Dataset entries

Start of Block

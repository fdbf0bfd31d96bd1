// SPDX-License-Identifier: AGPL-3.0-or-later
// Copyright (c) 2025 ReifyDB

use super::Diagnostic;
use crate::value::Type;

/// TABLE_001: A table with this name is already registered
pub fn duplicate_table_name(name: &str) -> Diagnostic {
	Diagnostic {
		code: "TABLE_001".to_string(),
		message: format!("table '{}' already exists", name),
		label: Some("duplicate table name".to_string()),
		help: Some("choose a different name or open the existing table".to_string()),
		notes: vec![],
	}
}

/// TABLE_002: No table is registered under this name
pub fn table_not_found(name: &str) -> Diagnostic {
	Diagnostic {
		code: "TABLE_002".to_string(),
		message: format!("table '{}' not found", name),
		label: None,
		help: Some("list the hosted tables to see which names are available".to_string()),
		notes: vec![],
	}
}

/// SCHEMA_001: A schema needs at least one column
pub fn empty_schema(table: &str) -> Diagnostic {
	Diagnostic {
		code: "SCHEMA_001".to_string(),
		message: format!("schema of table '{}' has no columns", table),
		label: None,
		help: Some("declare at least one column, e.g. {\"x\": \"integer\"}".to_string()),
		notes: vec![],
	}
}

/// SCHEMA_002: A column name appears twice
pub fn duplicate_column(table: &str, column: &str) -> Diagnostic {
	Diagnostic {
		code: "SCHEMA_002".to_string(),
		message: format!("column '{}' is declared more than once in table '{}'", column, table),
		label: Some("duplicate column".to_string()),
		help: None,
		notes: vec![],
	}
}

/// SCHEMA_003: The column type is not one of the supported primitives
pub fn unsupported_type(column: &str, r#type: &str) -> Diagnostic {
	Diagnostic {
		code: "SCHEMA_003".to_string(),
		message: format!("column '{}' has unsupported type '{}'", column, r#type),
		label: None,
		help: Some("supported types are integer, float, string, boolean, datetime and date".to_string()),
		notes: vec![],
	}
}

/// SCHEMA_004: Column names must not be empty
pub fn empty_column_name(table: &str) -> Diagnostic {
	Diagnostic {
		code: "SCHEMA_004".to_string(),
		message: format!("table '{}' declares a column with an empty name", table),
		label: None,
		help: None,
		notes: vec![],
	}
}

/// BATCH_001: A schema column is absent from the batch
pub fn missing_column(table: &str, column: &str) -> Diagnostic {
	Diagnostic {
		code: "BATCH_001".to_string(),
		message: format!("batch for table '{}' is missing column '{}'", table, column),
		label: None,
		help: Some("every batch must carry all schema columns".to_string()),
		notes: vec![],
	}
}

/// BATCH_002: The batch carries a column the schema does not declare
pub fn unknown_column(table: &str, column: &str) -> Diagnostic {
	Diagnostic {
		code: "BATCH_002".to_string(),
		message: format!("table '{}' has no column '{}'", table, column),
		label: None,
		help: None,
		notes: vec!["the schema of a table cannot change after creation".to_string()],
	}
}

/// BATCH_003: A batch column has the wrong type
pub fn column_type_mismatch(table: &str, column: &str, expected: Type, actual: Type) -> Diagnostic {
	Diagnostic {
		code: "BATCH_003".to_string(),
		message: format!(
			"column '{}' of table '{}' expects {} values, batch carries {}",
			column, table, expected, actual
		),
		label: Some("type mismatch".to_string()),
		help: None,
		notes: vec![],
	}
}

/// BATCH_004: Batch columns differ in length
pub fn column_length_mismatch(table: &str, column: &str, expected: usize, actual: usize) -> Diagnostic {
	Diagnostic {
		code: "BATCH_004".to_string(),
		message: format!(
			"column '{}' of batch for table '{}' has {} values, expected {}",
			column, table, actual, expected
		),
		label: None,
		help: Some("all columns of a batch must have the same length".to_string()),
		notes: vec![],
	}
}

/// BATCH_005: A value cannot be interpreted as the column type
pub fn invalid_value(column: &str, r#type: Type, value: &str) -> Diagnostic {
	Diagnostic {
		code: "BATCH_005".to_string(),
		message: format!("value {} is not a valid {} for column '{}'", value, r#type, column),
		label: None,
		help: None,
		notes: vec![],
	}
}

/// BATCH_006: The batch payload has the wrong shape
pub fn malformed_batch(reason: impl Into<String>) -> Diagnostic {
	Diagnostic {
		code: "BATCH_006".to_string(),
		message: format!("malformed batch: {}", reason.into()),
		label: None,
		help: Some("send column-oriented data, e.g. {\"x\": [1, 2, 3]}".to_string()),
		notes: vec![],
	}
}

End of Block

What the exercise asks
With nothing added or dropped, write out every entry.

Task solution
repository fdbf0bfd31d96bd1
// SPDX-License-Identifier: AGPL-3.0-or-later
// Copyright (c) 2025 ReifyDB

use super::Diagnostic;
use crate::value::Type;

/// TABLE_001: A table with this name is already registered
pub fn duplicate_table_name(name: &str) -> Diagnostic {
	Diagnostic {
		code: "TABLE_001".to_string(),
		message: format!("table '{}' already exists", name),
		label: Some("duplicate table name".to_string()),
		help: Some("choose a different name or open the existing table".to_string()),
		notes: vec![],
	}
}

/// TABLE_002: No table is registered under this name
pub fn table_not_found(name: &str) -> Diagnostic {
	Diagnostic {
		code: "TABLE_002".to_string(),
		message: format!("table '{}' not found", name),
		label: None,
		help: Some("list the hosted tables to see which names are available".to_string()),
		notes: vec![],
	}
}

/// SCHEMA_001: A schema needs at least one column
pub fn empty_schema(table: &str) -> Diagnostic {
	Diagnostic {
		code: "SCHEMA_001".to_string(),
		message: format!("schema of table '{}' has no columns", table),
		label: None,
		help: Some("declare at least one column, e.g. {\"x\": \"integer\"}".to_string()),
		notes: vec![],
	}
}

/// SCHEMA_002: A column name appears twice
pub fn duplicate_column(table: &str, column: &str) -> Diagnostic {
	Diagnostic {
		code: "SCHEMA_002".to_string(),
		message: format!("column '{}' is declared more than once in table '{}'", column, table),
		label: Some("duplicate column".to_string()),
		help: None,
		notes: vec![],
	}
}

/// SCHEMA_003: The column type is not one of the supported primitives
pub fn unsupported_type(column: &str, r#type: &str) -> Diagnostic {
	Diagnostic {
		code: "SCHEMA_003".to_string(),
		message: format!("column '{}' has unsupported type '{}'", column, r#type),
		label: None,
		help: Some("supported types are integer, float, string, boolean, datetime and date".to_string()),
		notes: vec![],
	}
}

/// SCHEMA_004: Column names must not be empty
pub fn empty_column_name(table: &str) -> Diagnostic {
	Diagnostic {
		code: "SCHEMA_004".to_string(),
		message: format!("table '{}' declares a column with an empty name", table),
		label: None,
		help: None,
		notes: vec![],
	}
}

/// BATCH_001: A schema column is absent from the batch
pub fn missing_column(table: &str, column: &str) -> Diagnostic {
	Diagnostic {
		code: "BATCH_001".to_string(),
		message: format!("batch for table '{}' is missing column '{}'", table, column),
		label: None,
		help: Some("every batch must carry all schema columns".to_string()),
		notes: vec![],
	}
}

/// BATCH_002: The batch carries a column the schema does not declare
pub fn unknown_column(table: &str, column: &str) -> Diagnostic {
	Diagnostic {
		code: "BATCH_002".to_string(),
		message: format!("table '{}' has no column '{}'", table, column),
		label: None,
		help: None,
		notes: vec!["the schema of a table cannot change after creation".to_string()],
	}
}

/// BATCH_003: A batch column has the wrong type
pub fn column_type_mismatch(table: &str, column: &str, expected: Type, actual: Type) -> Diagnostic {
	Diagnostic {
		code: "BATCH_003".to_string(),
		message: format!(
			"column '{}' of table '{}' expects {} values, batch carries {}",
			column, table, expected, actual
		),
		label: Some("type mismatch".to_string()),
		help: None,
		notes: vec![],
	}
}

/// BATCH_004: Batch columns differ in length
pub fn column_length_mismatch(table: &str, column: &str, expected: usize, actual: usize) -> Diagnostic {
	Diagnostic {
		code: "BATCH_004".to_string(),
		message: format!(
			"column '{}' of batch for table '{}' has {} values, expected {}",
			column, table, actual, expected
		),
		label: None,
		help: Some("all columns of a batch must have the same length".to_string()),
		notes: vec![],
	}
}

/// BATCH_005: A value cannot be interpreted as the column type
pub fn invalid_value(column: &str, r#type: Type, value: &str) -> Diagnostic {
	Diagnostic {
		code: "BATCH_005".to_string(),
		message: format!("value {} is not a valid {} for column '{}'", value, r#type, column),
		label: None,
		help: None,
		notes: vec![],
	}
}

/// BATCH_006: The batch payload has the wrong shape
pub fn malformed_batch(reason: impl Into<String>) -> Diagnostic {
	Diagnostic {
		code: "BATCH_006".to_string(),
		message: format!("malformed batch: {}", reason.into()),
		label: None,
		help: Some("send column-oriented data, e.g. {\"x\": [1, 2, 3]}".to_string()),
		notes: vec![],
	}
}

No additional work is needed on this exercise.